//! Single-shot salted AEAD datagrams for UDP.
//!
//! Each packet carries its own 32-byte salt followed by one sealed AEAD
//! payload, no frame length, no nonce continuity across packets (a fresh
//! `AeadSession` is constructed per datagram, nonce always starts at
//! zero). Uses the same `sockd_crypto` primitives as `sockd_proto::frame`,
//! applied once instead of per-frame.

use sockd_crypto::aead::{AeadSession, Direction};
use sockd_crypto::{CryptoError, KEY_SIZE};

/// Seals `payload` into a salt-prefixed datagram: `salt(32) ||
/// AEAD_sealed(payload)`.
pub fn seal_datagram(derived_key: &[u8; KEY_SIZE], payload: &[u8]) -> Result<Vec<u8>, CryptoError> {
    let mut salt = vec![0u8; KEY_SIZE];
    sockd_crypto::random_bytes(&mut salt);

    let mut session = AeadSession::new(derived_key, &salt, Direction::Write)?;
    let mut buf = payload.to_vec();
    session.seal(&mut buf)?;

    let mut datagram = salt;
    datagram.extend_from_slice(&buf);
    Ok(datagram)
}

/// Opens a salt-prefixed datagram, returning the decrypted payload.
/// Fails if the datagram is shorter than the salt.
pub fn open_datagram(derived_key: &[u8; KEY_SIZE], datagram: &[u8]) -> Result<Vec<u8>, CryptoError> {
    if datagram.len() < KEY_SIZE {
        return Err(CryptoError::OpenFailed);
    }
    let (salt, sealed) = datagram.split_at(KEY_SIZE);

    let mut session = AeadSession::new(derived_key, salt, Direction::Read)?;
    let mut buf = sealed.to_vec();
    session.open(&mut buf)?;
    Ok(buf)
}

━━━━

◆ **What to work on**
Everything above must be retyped. Keep each record exactly the same.

◆ **Final answer**
//! Single-shot salted AEAD datagrams for UDP.
//!
//! Each packet carries its own 32-byte salt followed by one sealed AEAD
//! payload, no frame length, no nonce continuity across packets (a fresh
//! `AeadSession` is constructed per datagram, nonce always starts at
//! zero). Uses the same `sockd_crypto` primitives as `sockd_proto::frame`,
//! applied once instead of per-frame.

use sockd_crypto::aead::{AeadSession, Direction};
use sockd_crypto::{CryptoError, KEY_SIZE};

/// Seals `payload` into a salt-prefixed datagram: `salt(32) ||
/// AEAD_sealed(payload)`.
pub fn seal_datagram(derived_key: &[u8; KEY_SIZE], payload: &[u8]) -> Result<Vec<u8>, CryptoError> {
    let mut salt = vec![0u8; KEY_SIZE];
    sockd_crypto::random_bytes(&mut salt);

    let mut session = AeadSession::new(derived_key, &salt, Direction::Write)?;
    let mut buf = payload.to_vec();
    session.seal(&mut buf)?;

    let mut datagram = salt;
    datagram.extend_from_slice(&buf);
    Ok(datagram)
}

/// Opens a salt-prefixed datagram, returning the decrypted payload.
/// Fails if the datagram is shorter than the salt.
pub fn open_datagram(derived_key: &[u8; KEY_SIZE], datagram: &[u8]) -> Result<Vec<u8>, CryptoError> {
    if datagram.len() < KEY_SIZE {
        return Err(CryptoError::OpenFailed);
    }
    let (salt, sealed) = datagram.split_at(KEY_SIZE);

    let mut session = AeadSession::new(derived_key, salt, Direction::Read)?;
    let mut buf = sealed.to_vec();
    session.open(&mut buf)?;
    Ok(buf)
}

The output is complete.